What is being asked – Copy out every line of the data that has the word "minimum" somewhere in it.

(Stored data entries)
○ ○ ○ ○ ○

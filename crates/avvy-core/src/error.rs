//! Error types for the domain transaction builder
//!
//! Every failure is scoped to a single request. Nothing here is fatal to the
//! process, and nothing is retried or papered over with a fallback value.

use thiserror::Error;

/// Result type alias for core operations
pub type Result<T> = std::result::Result<T, Error>;

/// Core error type
#[derive(Error, Debug)]
pub enum Error {
    /// Missing or malformed caller input
    #[error("Invalid input: {0}")]
    InvalidInput(String),

    /// Duration below one year
    #[error("Invalid duration: {0} year(s), minimum is 1")]
    InvalidDuration(u64),

    /// Label shorter than the shortest price tier
    #[error("Invalid domain length: '{label}' has {length} character(s), minimum is {minimum}")]
    InvalidDomainLength {
        /// The offending label
        label: String,
        /// Length in characters
        length: usize,
        /// Configured minimum
        minimum: usize,
    },

    /// Exchange rate rejected by the pure converter
    #[error("Invalid exchange rate: {0}")]
    InvalidRate(String),

    /// The price oracle failed, timed out or returned an unusable rate
    #[error("Price oracle unavailable ({oracle}): {message}")]
    OracleUnavailable {
        /// Oracle name
        oracle: String,
        /// What went wrong
        message: String,
    },

    /// A chain read failed, timed out or returned a malformed value
    #[error("Chain read unavailable ({call}): {message}")]
    ChainReadUnavailable {
        /// Contract call being read (e.g. "expiryOf")
        call: String,
        /// What went wrong
        message: String,
    },

    /// Renewal requested for a name without an on-chain expiry
    #[error("Domain not registered: {0}")]
    NotRegistered(String),

    /// Expiry arithmetic overflowed or did not move forward
    #[error("Expiry overflow: base {base}, {years} year(s)")]
    ExpiryOverflow {
        /// Timestamp the extension started from
        base: u64,
        /// Requested years
        years: u64,
    },

    /// Dynamic argument too long to encode
    #[error("Encoding overflow: {length} bytes exceeds maximum of {max}")]
    EncodingOverflow {
        /// Byte length of the argument
        length: usize,
        /// Encoder bound
        max: usize,
    },

    /// Caller asked for a chain other than the supported one
    #[error("Unsupported chain {requested}, only {supported} is supported")]
    UnsupportedChain {
        /// Requested chain id
        requested: u64,
        /// The one supported chain id
        supported: u64,
    },

    /// The resolver has no value for this record
    #[error("Record not found: {record} on {name}")]
    RecordNotFound {
        /// Canonical domain name
        name: String,
        /// Record type that was requested
        record: String,
    },

    /// The name-resolution collaborator failed
    #[error("Resolver unavailable: {0}")]
    ResolverUnavailable(String),

    /// Configuration errors
    #[error("Configuration error: {0}")]
    Config(String),

    /// JSON serialization/deserialization errors
    #[error("JSON error: {0}")]
    Json(#[from] serde_json::Error),
}

impl Error {
    /// Create an invalid input error
    pub fn invalid_input(msg: impl Into<String>) -> Self {
        Self::InvalidInput(msg.into())
    }

    /// Create an invalid rate error
    pub fn invalid_rate(msg: impl Into<String>) -> Self {
        Self::InvalidRate(msg.into())
    }

    /// Create an oracle error
    pub fn oracle(oracle: impl Into<String>, message: impl Into<String>) -> Self {
        Self::OracleUnavailable {
            oracle: oracle.into(),
            message: message.into(),
        }
    }

    /// Create a chain read error
    pub fn chain_read(call: impl Into<String>, message: impl Into<String>) -> Self {
        Self::ChainReadUnavailable {
            call: call.into(),
            message: message.into(),
        }
    }

    /// Create a resolver error
    pub fn resolver(msg: impl Into<String>) -> Self {
        Self::ResolverUnavailable(msg.into())
    }

    /// Create a configuration error
    pub fn config(msg: impl Into<String>) -> Self {
        Self::Config(msg.into())
    }

    /// Whether the failure came from an external collaborator rather than
    /// from the caller's input
    pub fn is_external(&self) -> bool {
        matches!(
            self,
            Self::OracleUnavailable { .. }
                | Self::ChainReadUnavailable { .. }
                | Self::ResolverUnavailable(_)
        )
    }
}

#[cfg(test)]
mod tests {
    use super::*;

    #[test]
    fn test_error_messages_name_the_parameter() {
        let err = Error::InvalidDomainLength {
            label: "ab".to_string(),
            length: 2,
            minimum: 3,
        };
        assert_eq!(
            err.to_string(),
            "Invalid domain length: 'ab' has 2 character(s), minimum is 3"
        );

        let err = Error::oracle("coingecko", "timed out");
        assert_eq!(err.to_string(), "Price oracle unavailable (coingecko): timed out");
    }

    #[test]
    fn test_external_classification() {
        assert!(Error::oracle("x", "y").is_external());
        assert!(Error::chain_read("expiryOf", "y").is_external());
        assert!(!Error::InvalidDuration(0).is_external());
        assert!(!Error::invalid_rate("zero").is_external());
    }
}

○ ○ ○ ○ ○

Solution for this problem –
    #[error("Invalid duration: {0} year(s), minimum is 1")]
    #[error("Invalid domain length: '{label}' has {length} character(s), minimum is {minimum}")]
        /// Configured minimum
        minimum: usize,
            minimum: 3,
            "Invalid domain length: 'ab' has 2 character(s), minimum is 3"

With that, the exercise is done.